TidalHealth purchased the property last year for $450,000 from Bryan LeCompte, a local entrepreneur and TidalHealth Foundation board member, according to online state property records. During the groundbreaking event, LeCompte said he bought the Hotel Esther in 2021 with plans to renovate it, but a year later Leonard approached him about purchasing the site.

“I decided to sell for the greater cause,” he said.

LeCompte said he learned a lot about the property during his ownership, including the fact that a hospital was originally planned there by Dr. Robert Naylor, an English physician, who first saw the property advertised in a Philadelphia newspaper while in the United States on business. His plan was to build a retirement home there for his wife Maria and their family. He bought it in 1893.

Naylor – for whom Naylor Street was later named -- started with a small clinic in the building and was seeing patients while also planning to open his own hospital. However, he died in 1899, at the age of 69.

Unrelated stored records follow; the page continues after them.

//! # Engine Configuration & Constants
//!
//! Every magic number in HELIO lives here. The poll cadence, the policy
//! thresholds, and the derivation scheme tag are all load-bearing: changing
//! the derivation tag after wallets have been handed out orphans every
//! existing deposit address, so treat that one as append-only.

use std::time::Duration;

// ---------------------------------------------------------------------------
// Denomination
// ---------------------------------------------------------------------------

/// Lamports per SOL. All ledger arithmetic is done in lamports (`u64`);
/// SOL values exist only at display and price-conversion boundaries.
pub const LAMPORTS_PER_SOL: u64 = 1_000_000_000;

// ---------------------------------------------------------------------------
// Derivation Scheme
// ---------------------------------------------------------------------------

/// Domain-separation tag mixed into the per-wallet KDF.
///
/// Version is baked into the tag. A future scheme change gets a new tag and
/// a new constant — existing indices keep deriving under v1 so historical
/// wallets remain reachable.
pub const DERIVATION_TAG_V1: &[u8] = b"helio-derive-v1";

/// Current derivation scheme version, recorded alongside wallet records.
pub const DERIVATION_SCHEME_VERSION: u16 = 1;

// ---------------------------------------------------------------------------
// Observer Cadence
// ---------------------------------------------------------------------------

/// How often the balance observer sweeps all known wallets.
///
/// 30 seconds is deliberate: fast enough that a depositor sees their credit
/// within a minute, slow enough that a few hundred wallets don't saturate a
/// public RPC endpoint's rate limits.
pub const POLL_INTERVAL: Duration = Duration::from_secs(30);

/// Per-request ceiling on a single chain RPC call. A wallet whose balance
/// fetch exceeds this is skipped for the cycle and retried on the next one.
pub const RPC_REQUEST_TIMEOUT: Duration = Duration::from_secs(10);

/// Ceiling on an ad-hoc price-quote fetch during a buy-eligibility check.
/// Shorter than the RPC timeout — a user is waiting on this one.
pub const QUOTE_REQUEST_TIMEOUT: Duration = Duration::from_secs(5);

// ---------------------------------------------------------------------------
// Policy Thresholds
// ---------------------------------------------------------------------------

/// Minimum USD value of cumulative deposits required to unlock buying.
/// The boundary is inclusive: a balance worth exactly this much qualifies.
pub const MIN_BUY_USD: f64 = 10.0;

/// Withdrawal minimum multiplier: the smallest withdrawal a user may request
/// is this multiple of their cumulative deposits. Preserved literally from
/// the product rules, arithmetic oddities and all.
pub const WITHDRAWAL_MULTIPLIER: u64 = 2;

// ---------------------------------------------------------------------------
// Service Ports
// ---------------------------------------------------------------------------

/// Default port for the intent-facing HTTP API.
pub const DEFAULT_API_PORT: u16 = 8180;

/// Default port for the Prometheus metrics endpoint.
pub const DEFAULT_METRICS_PORT: u16 = 8181;

// ---------------------------------------------------------------------------
// Conversions
// ---------------------------------------------------------------------------

/// Converts lamports to a SOL value for display and price math.
///
/// Lossy above 2^53 lamports (~9M SOL) — acceptable for display, which is
/// the only place this function is allowed.
pub fn lamports_to_sol(lamports: u64) -> f64 {
    lamports as f64 / LAMPORTS_PER_SOL as f64
}

/// USD value of a lamport amount at the given SOL price.
pub fn lamports_usd_value(lamports: u64, usd_per_sol: f64) -> f64 {
    lamports_to_sol(lamports) * usd_per_sol
}
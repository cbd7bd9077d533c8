//! # Structured Logging
//!
//! Initializes the `tracing` subscriber with configurable format (JSON or
//! pretty-printed) and environment-based filtering via `RUST_LOG`.
//!
//! One rule overrides everything else in this file: no secret ever reaches
//! a log line. The engine's key types redact their own `Debug` output, but
//! the subscriber configuration here is the second line of defense — field
//! values are whatever the call site passes, so call sites pass addresses,
//! never keys.

use tracing_subscriber::{fmt, layer::SubscriberExt, util::SubscriberInitExt, EnvFilter};

/// Log output format.
#[derive(Debug, Clone, Copy, PartialEq, Eq)]
pub enum LogFormat {
    /// Human-readable, colored output. Suitable for local development.
    Pretty,
    /// Machine-parseable JSON lines. Suitable for production log
    /// aggregation.
    Json,
}

impl LogFormat {
    /// Parse a format string. Accepts "json" or "pretty" (case-insensitive).
    /// Returns `Pretty` for any unrecognized value.
    pub fn from_str_lossy(s: &str) -> Self {
        match s.to_lowercase().as_str() {
            "json" => LogFormat::Json,
            _ => LogFormat::Pretty,
        }
    }
}

/// Initialize the global tracing subscriber.
///
/// Call this exactly once, early in `main()`. Subsequent calls will panic.
///
/// # Arguments
///
/// * `default_level` - The default filter when `RUST_LOG` is not set.
///   Typical value: `"helio_gateway=info,helio_engine=info"`.
/// * `format` - Output format (JSON or pretty-printed).
///
/// # Environment
///
/// The `RUST_LOG` environment variable overrides `default_level` when set,
/// using `tracing_subscriber::EnvFilter` directive syntax:
///
/// ```text
/// RUST_LOG=helio_gateway=debug,helio_engine=debug,tower_http=debug
/// ```
pub fn init_logging(default_level: &str, format: LogFormat) {
    let env_filter =
        EnvFilter::try_from_default_env().unwrap_or_else(|_| EnvFilter::new(default_level));

    match format {
        LogFormat::Pretty => {
            tracing_subscriber::registry()
                .with(env_filter)
                .with(
                    fmt::layer()
                        .with_target(true)
                        .with_file(true)
                        .with_line_number(true),
                )
                .init();
        }
        LogFormat::Json => {
            tracing_subscriber::registry()
                .with(env_filter)
                .with(fmt::layer().json().with_target(true))
                .init();
        }
    }

    tracing::info!("logging initialized (format={:?})", format);
}
//! # CLI Interface
//!
//! Defines the command-line argument structure for `helio-gateway` using
//! `clap` derive. Supports four subcommands: `run`, `init`, `snapshot`,
//! and `version`.

use clap::{Parser, Subcommand};
use std::path::PathBuf;

use helio_engine::config::{DEFAULT_API_PORT, DEFAULT_METRICS_PORT};

/// HELIO custody gateway.
///
/// Runs the custodial wallet service: derives one wallet per chat user
/// from the master mnemonic, polls the chain for deposits, serves the
/// intent HTTP API, and delivers notifications to the admin channel.
#[derive(Parser, Debug)]
#[command(
    name = "helio-gateway",
    about = "HELIO custody gateway",
    version,
    propagate_version = true
)]
pub struct HelioCli {
    /// Subcommand to execute.
    #[command(subcommand)]
    pub command: Commands,
}

/// Top-level subcommands for the gateway binary.
#[derive(Subcommand, Debug)]
pub enum Commands {
    /// Start the custody service.
    Run(RunArgs),
    /// Initialize a data directory and generate a fresh master mnemonic.
    Init(InitArgs),
    /// Dump the ledger as human-inspectable JSON lines and exit.
    Snapshot(SnapshotArgs),
    /// Print version information and exit.
    Version,
}

/// Arguments for the `run` subcommand.
#[derive(Parser, Debug)]
pub struct RunArgs {
    /// Path to the data directory holding the ledger database and the
    /// seed phrase file. Created on first run if it does not exist.
    #[arg(long, short = 'd', env = "HELIO_DATA_DIR", default_value = "~/.helio")]
    pub data_dir: PathBuf,

    /// The master mnemonic phrase.
    ///
    /// When omitted, the service reads `seed.phrase` from the data
    /// directory. **Never pass this flag on a shared machine** — it lands
    /// in shell history; prefer the environment variable or the file.
    #[arg(long, env = "HELIO_MNEMONIC", hide_env_values = true)]
    pub mnemonic: Option<String>,

    /// Chain JSON-RPC endpoint for balance queries.
    #[arg(
        long,
        env = "HELIO_RPC_URL",
        default_value = "https://api.mainnet-beta.solana.com"
    )]
    pub rpc_url: String,

    /// Price-quote endpoint returning the current USD price of SOL.
    #[arg(
        long,
        env = "HELIO_QUOTE_URL",
        default_value = "https://api.coingecko.com/api/v3/simple/price?ids=solana&vs_currencies=usd"
    )]
    pub quote_url: String,

    /// Port for the intent-facing HTTP API.
    #[arg(long, env = "HELIO_API_PORT", default_value_t = DEFAULT_API_PORT)]
    pub api_port: u16,

    /// Port for the Prometheus metrics endpoint.
    #[arg(long, env = "HELIO_METRICS_PORT", default_value_t = DEFAULT_METRICS_PORT)]
    pub metrics_port: u16,

    /// Seconds between balance sweeps over all known wallets.
    #[arg(long, env = "HELIO_POLL_INTERVAL_SECS", default_value_t = 30)]
    pub poll_interval_secs: u64,

    /// Telegram bot token for notification delivery. When omitted,
    /// notifications are written to the log instead.
    #[arg(long, env = "HELIO_TELEGRAM_BOT_TOKEN", hide_env_values = true)]
    pub telegram_bot_token: Option<String>,

    /// Chat id of the admin group that receives wallet announcements and
    /// audit lines. Required when a bot token is configured.
    #[arg(long, env = "HELIO_ADMIN_CHAT_ID", allow_hyphen_values = true)]
    pub admin_chat_id: Option<i64>,

    /// Log output format: "pretty" or "json".
    #[arg(long, env = "HELIO_LOG_FORMAT", default_value = "pretty")]
    pub log_format: String,
}

/// Arguments for the `init` subcommand.
#[derive(Parser, Debug)]
pub struct InitArgs {
    /// Path to the data directory to initialize.
    #[arg(long, short = 'd', env = "HELIO_DATA_DIR", default_value = "~/.helio")]
    pub data_dir: PathBuf,
}

/// Arguments for the `snapshot` subcommand.
#[derive(Parser, Debug)]
pub struct SnapshotArgs {
    /// Path to the data directory holding the ledger database.
    #[arg(long, short = 'd', env = "HELIO_DATA_DIR", default_value = "~/.helio")]
    pub data_dir: PathBuf,
}

#[cfg(test)]
mod tests {
    use super::*;
    use clap::CommandFactory;

    #[test]
    fn verify_cli_structure() {
        // Ensures the derive macros produce a valid CLI definition.
        HelioCli::command().debug_assert();
    }

    #[test]
    fn run_defaults_apply() {
        let cli = HelioCli::parse_from(["helio-gateway", "run"]);
        match cli.command {
            Commands::Run(args) => {
                assert_eq!(args.api_port, DEFAULT_API_PORT);
                assert_eq!(args.poll_interval_secs, 30);
                assert!(args.mnemonic.is_none());
            }
            other => panic!("expected run, got {:?}", other),
        }
    }

    #[test]
    fn negative_admin_chat_id_parses() {
        // Telegram group ids are negative — the flag must accept them.
        let cli = HelioCli::parse_from([
            "helio-gateway",
            "run",
            "--admin-chat-id",
            "-1002762295115",
        ]);
        match cli.command {
            Commands::Run(args) => assert_eq!(args.admin_chat_id, Some(-1002762295115)),
            other => panic!("expected run, got {:?}", other),
        }
    }
}
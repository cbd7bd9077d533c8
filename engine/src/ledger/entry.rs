//! # Ledger Entries & Reconciliation
//!
//! A [`LedgerEntry`] is the complete durable state for one user: the
//! monotonic cumulative-deposit counter, the last observed on-chain balance
//! it is measured against, and the notification bookkeeping.
//!
//! The heart of this file is [`LedgerEntry::reconcile`] — the pure function
//! that turns "the chain says the balance is X now" into exactly one of
//! three outcomes. It runs under the store's per-user lock with no I/O in
//! sight, which is what makes it trivially testable and linearizable.

use chrono::{DateTime, Utc};
use serde::{Deserialize, Serialize};
use thiserror::Error;

use crate::types::{Lamports, UserId};

// ---------------------------------------------------------------------------
// Errors
// ---------------------------------------------------------------------------

/// Invariant violations surfaced by reconciliation.
///
/// These are not retried — they mean the arithmetic itself broke, and the
/// affected operation must halt without touching the entry.
#[derive(Debug, Error)]
pub enum ReconcileError {
    /// Crediting the delta would overflow the cumulative counter. At 18.4
    /// quintillion lamports this is either a corrupted RPC response or an
    /// attack, and in both cases the entry must be left untouched.
    #[error("cumulative deposit overflow: current {current}, delta {delta}")]
    CumulativeOverflow {
        /// Counter value before the failed credit.
        current: Lamports,
        /// The delta that would have overflowed it.
        delta: Lamports,
    },
}

// ---------------------------------------------------------------------------
// DepositOutcome
// ---------------------------------------------------------------------------

/// What a single reconciliation step concluded.
///
/// `NoChange` and a failed balance fetch are deliberately distinct: an
/// identical reading is a successful observation ("no deposit happened"),
/// not an absence of data. The observer reports them differently.
#[derive(Debug, Clone, Copy, PartialEq, Eq, Serialize, Deserialize)]
pub enum DepositOutcome {
    /// Observed balance equals the stored baseline. The common case.
    NoChange,

    /// Observed balance rose: `delta` lamports were credited to the
    /// cumulative-deposit counter.
    Deposited {
        /// The increase, already added to `cumulative_deposits`.
        delta: Lamports,
    },

    /// Observed balance fell (outgoing transfer or fee). The baseline moved
    /// down so future deltas are computed correctly; the counter did not.
    Decreased {
        /// How far the balance dropped.
        by: Lamports,
    },
}

// ---------------------------------------------------------------------------
// LedgerEntry
// ---------------------------------------------------------------------------

/// Durable per-user deposit state.
///
/// Created atomically with the user's wallet record (all zeros, nothing
/// notified) and mutated only through the store: reconciliation moves the
/// balance fields, the notification dispatcher moves the flags. Persists
/// for the life of the user.
#[derive(Debug, Clone, PartialEq, Eq, Serialize, Deserialize)]
pub struct LedgerEntry {
    /// The user this entry belongs to.
    pub user_id: UserId,

    /// Monotonically non-decreasing sum of all detected balance increases.
    /// This is the number every policy decision is gated on.
    pub cumulative_deposits: Lamports,

    /// The most recent successfully observed on-chain balance — the
    /// baseline the next delta is computed from.
    pub last_observed_balance: Lamports,

    /// Whether the one-time new-wallet admin announcement has been
    /// delivered. Transitions false→true exactly once.
    pub wallet_notified: bool,

    /// Cumulative-deposit total as of the last successful deposit
    /// notification. The dispatcher re-notifies only the excess above this.
    pub last_deposit_notified_amount: Lamports,

    /// When the entry (and wallet) was created.
    pub created_at: DateTime<Utc>,

    /// Timestamp of the last balance-moving reconciliation.
    pub updated_at: DateTime<Utc>,
}

impl LedgerEntry {
    /// A fresh zeroed entry, created together with the wallet record.
    pub fn new(user_id: UserId) -> Self {
        let now = Utc::now();
        Self {
            user_id,
            cumulative_deposits: 0,
            last_observed_balance: 0,
            wallet_notified: false,
            last_deposit_notified_amount: 0,
            created_at: now,
            updated_at: now,
        }
    }

    /// Reconciles a freshly observed on-chain balance against this entry.
    ///
    /// Pure: returns the successor entry and the outcome, touching nothing.
    /// The rules, in full:
    ///
    /// - observed > baseline → credit the difference, move the baseline up.
    /// - observed == baseline → no change at all.
    /// - observed < baseline → move the baseline down, credit nothing.
    ///
    /// The third rule is what makes "cumulative deposits" immune to
    /// outgoing transfers: a withdrawal lowers the baseline, and the next
    /// deposit is measured from the lowered value.
    pub fn reconcile(
        &self,
        observed: Lamports,
    ) -> Result<(Self, DepositOutcome), ReconcileError> {
        if observed == self.last_observed_balance {
            return Ok((self.clone(), DepositOutcome::NoChange));
        }

        let mut next = self.clone();
        next.last_observed_balance = observed;
        next.updated_at = Utc::now();

        if observed > self.last_observed_balance {
            let delta = observed - self.last_observed_balance;
            next.cumulative_deposits = self
                .cumulative_deposits
                .checked_add(delta)
                .ok_or(ReconcileError::CumulativeOverflow {
                    current: self.cumulative_deposits,
                    delta,
                })?;
            Ok((next, DepositOutcome::Deposited { delta }))
        } else {
            let by = self.last_observed_balance - observed;
            Ok((next, DepositOutcome::Decreased { by }))
        }
    }

    /// Lamports credited but not yet successfully notified.
    pub fn unnotified_deposits(&self) -> Lamports {
        self.cumulative_deposits
            .saturating_sub(self.last_deposit_notified_amount)
    }
}

// ---------------------------------------------------------------------------
// Tests
// ---------------------------------------------------------------------------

The property stayed in the family until 1908. It was sold a number of times, even serving as the first location of the John B. Parsons Home for the Aged. During World War II, it was purchased by a local investor, whose wife happened to be named Esther, who turned the structure into a hotel with additional boarding rooms and a ballroom. By 2021, the Hotel Esther had been carved up into 14 apartments and was a shell of what it once was.

The clinic that will replace it keeps Naylor’s dream alive by providing health care in the immediate community. It is unlike other TidalHealth projects, both large and small, that have been built in the region, Leonard said.

“This project … has an incredible ability to help the community in many ways that just isn’t like what we’ve done before, and it really does make it special,” he said.